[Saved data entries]
========================================
//! Resource instances.

use std::borrow::Cow;
use std::fmt;
use std::sync::{Arc, Weak};

use serde_json::Value;

use super::resource_type::NativeParts;
use super::{JsonObject, Naming, ResourceType, builtin};
use crate::client::ClientInner;
use crate::error::{Error, ErrorKind};
use crate::resources::ResourceList;
use crate::selector::Selector;

/// A single backend resource.
///
/// Holds the resource's `spec`, `metadata` and type. Instances come either
/// from the backend (`get`, `find`, listings) or from `create`. They are
/// plain values owned by the caller; edits are local until
/// [`save`](Self::save) is called.
///
/// A resource keeps a non-owning reference to the client that produced it.
/// Once that client (and every clone of it) is dropped, network operations
/// on the resource fail with [`ErrorKind::Configuration`].
///
/// ## Example
///
/// ```rust,ignore
/// let mut check = client.checks().get("check-cpu").await?;
/// check.spec_mut().insert("interval".into(), 30.into());
/// check.save().await?;
/// ```
#[derive(Clone)]
pub struct Resource {
    kind: &'static ResourceType,
    spec: JsonObject,
    metadata: JsonObject,
    type_name: String,
    client: Weak<ClientInner>,
}

impl Resource {
    /// Builds a resource locally and validates its shape.
    ///
    /// A missing `type_name` falls back to the kind's type tag.
    pub(crate) fn new(
        kind: &'static ResourceType,
        client: Weak<ClientInner>,
        spec: JsonObject,
        metadata: JsonObject,
        type_name: Option<String>,
    ) -> Result<Self, Error> {
        let type_name = type_name
            .filter(|t| !t.is_empty())
            .unwrap_or_else(|| kind.type_name.to_string());
        let resource = Self {
            kind,
            spec,
            metadata,
            type_name,
            client,
        };
        resource.validate()?;
        Ok(resource)
    }

    /// Builds a resource from wire data.
    pub(crate) fn from_api(
        kind: &'static ResourceType,
        client: Weak<ClientInner>,
        data: Value,
    ) -> Result<Self, Error> {
        let NativeParts {
            spec,
            metadata,
            type_name,
        } = kind.api_to_native(data)?;
        Self::new(kind, client, spec, metadata, Some(type_name))
    }

    /// Returns the resource kind.
    pub fn kind(&self) -> &'static ResourceType {
        self.kind
    }

    /// Returns the spec.
    pub fn spec(&self) -> &JsonObject {
        &self.spec
    }

    /// Returns the spec for in-place edits.
    pub fn spec_mut(&mut self) -> &mut JsonObject {
        &mut self.spec
    }

    /// Replaces the spec.
    pub fn set_spec(&mut self, spec: JsonObject) {
        self.spec = spec;
    }

    /// Returns the metadata.
    pub fn metadata(&self) -> &JsonObject {
        &self.metadata
    }

    /// Returns the metadata for in-place edits.
    pub fn metadata_mut(&mut self) -> &mut JsonObject {
        &mut self.metadata
    }

    /// Replaces the metadata.
    pub fn set_metadata(&mut self, metadata: JsonObject) {
        self.metadata = metadata;
    }

    /// Returns the type, e.g. `CheckConfig` or `VaultProvider`.
    pub fn type_name(&self) -> &str {
        &self.type_name
    }

    /// Returns the API version, e.g. `core/v2`.
    pub fn api_version(&self) -> &'static str {
        self.kind.api_version
    }

    /// Returns the resource name, if its identifying fields are present.
    ///
    /// Events are named `<entity>/<check>`, users by their `username`,
    /// everything else by `metadata.name`.
    pub fn name(&self) -> Option<Cow<'_, str>> {
        match self.kind.naming {
            Naming::Metadata => self
                .metadata
                .get("name")
                .and_then(Value::as_str)
                .map(Cow::Borrowed),
            Naming::User => self
                .spec
                .get("username")
                .and_then(Value::as_str)
                .map(Cow::Borrowed),
            Naming::Event => {
                let scoped_name = |scope: &str| {
                    self.spec
                        .get(scope)?
                        .get("metadata")?
                        .get("name")?
                        .as_str()
                };
                let entity = scoped_name("entity")?;
                let check = scoped_name("check")?;
                Some(Cow::Owned(format!("{}/{}", entity, check)))
            }
        }
    }

    /// Returns `metadata.namespace`.
    pub fn namespace(&self) -> Option<&str> {
        self.metadata.get("namespace").and_then(Value::as_str)
    }

    /// Returns the path of the collection this resource belongs to.
    pub fn collection_path(&self) -> String {
        self.kind.collection_path(self.namespace())
    }

    /// Returns the resource's own path.
    ///
    /// # Errors
    ///
    /// [`ErrorKind::InvalidArgument`] if the resource has no name.
    pub fn path(&self) -> Result<String, Error> {
        let name = self
            .name()
            .ok_or_else(|| Error::invalid_argument("Resource has no name."))?;
        Ok(self.kind.instance_path(self.namespace(), &name))
    }

    /// Returns the wire representation sent on save.
    pub fn to_api(&self) -> Value {
        self.kind
            .native_to_api(&self.spec, &self.metadata, &self.type_name)
    }

    /// Pushes the current state to the backend, then reloads it.
    ///
    /// `PUT <path>` must answer `200` or `201`. The reload picks up defaults
    /// the backend filled in.
    ///
    /// # Errors
    ///
    /// - [`ErrorKind::InvalidArgument`] if the resource fails validation
    /// - [`ErrorKind::UnexpectedStatus`] on any other status
    /// - errors from [`reload`](Self::reload)
    pub async fn save(&mut self) -> Result<(), Error> {
        self.validate()?;
        let client = self.client()?;
        let path = self.path()?;

        tracing::debug!(path = %path, "Saving resource");
        let response = client.put(&path, self.to_api()).await?;
        response.expect_status(&[200, 201], "Expected 200 or 201 when updating resource")?;

        self.reload().await
    }

    /// Replaces spec and metadata with the backend's current version.
    ///
    /// # Errors
    ///
    /// [`ErrorKind::UnexpectedStatus`] unless `GET <path>` answers `200`.
    pub async fn reload(&mut self) -> Result<(), Error> {
        let client = self.client()?;
        let path = self.path()?;

        let response = client.get(&path, &[]).await?;
        response.expect_status(&[200], "Expected 200 when fetching resource")?;

        let native = self.kind.api_to_native(response.json()?)?;
        self.spec = native.spec;
        self.metadata = native.metadata;
        Ok(())
    }

    /// Deletes the resource. The instance is consumed.
    ///
    /// # Errors
    ///
    /// - [`ErrorKind::InvalidArgument`] for kinds that cannot be deleted
    /// - [`ErrorKind::UnexpectedStatus`] unless `DELETE <path>` answers `204`
    pub async fn delete(self) -> Result<(), Error> {
        if !self.kind.deletable {
            return Err(Error::invalid_argument(format!(
                "{}s cannot be deleted",
                self.type_name
            )));
        }
        let client = self.client()?;
        let path = self.path()?;

        tracing::debug!(path = %path, "Deleting resource");
        let response = client.delete(&path).await?;
        response.expect_status(&[204], "Expected 204 when deleting resource")
    }

    /// Lists the events produced by this check.
    ///
    /// # Errors
    ///
    /// [`ErrorKind::InvalidArgument`] if this resource is not a check.
    pub fn events(&self) -> Result<ResourceList, Error> {
        if self.kind != &builtin::CHECK {
            return Err(Error::invalid_argument(format!(
                "{} resources have no events",
                self.type_name
            )));
        }
        let name = self
            .name()
            .ok_or_else(|| Error::invalid_argument("Resource has no name."))?;
        let path = builtin::EVENT.collection_path(self.namespace());
        Ok(ResourceList::new(self.client()?, &builtin::EVENT, path)
            .field_selector(Selector::equal("check.name", name.into_owned())))
    }

    fn validate(&self) -> Result<(), Error> {
        let errors = self
            .kind
            .validate(&self.spec, &self.metadata, &self.type_name);
        if errors.is_empty() {
            Ok(())
        } else {
            Err(Error::new(ErrorKind::InvalidArgument, errors.join("\n")))
        }
    }

    fn client(&self) -> Result<Arc<ClientInner>, Error> {
        self.client
            .upgrade()
            .ok_or_else(|| Error::configuration("The client this resource belongs to was dropped"))
    }
}

impl fmt::Debug for Resource {
    fn fmt(&self, f: &mut fmt::Formatter<'_>) -> fmt::Result {
        f.debug_struct("Resource")
            .field("type", &self.type_name)
            .field("api_version", &self.kind.api_version)
            .field("metadata", &self.metadata)
            .field("spec", &self.spec)
            .finish()
    }
}

impl fmt::Display for Resource {
    fn fmt(&self, f: &mut fmt::Formatter<'_>) -> fmt::Result {
        match self.path() {
            Ok(path) => write!(f, "{}({})", self.type_name, path),
            Err(_) => write!(f, "{}({})", self.type_name, self.collection_path()),
        }
    }
}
========================================
Work to complete: Filter the entries down to the lines holding the string "ResourceType". Copy each of those lines.

Exercise output:
use super::{JsonObject, Naming, ResourceType, builtin};
    kind: &'static ResourceType,
        kind: &'static ResourceType,
        kind: &'static ResourceType,
    pub fn kind(&self) -> &'static ResourceType {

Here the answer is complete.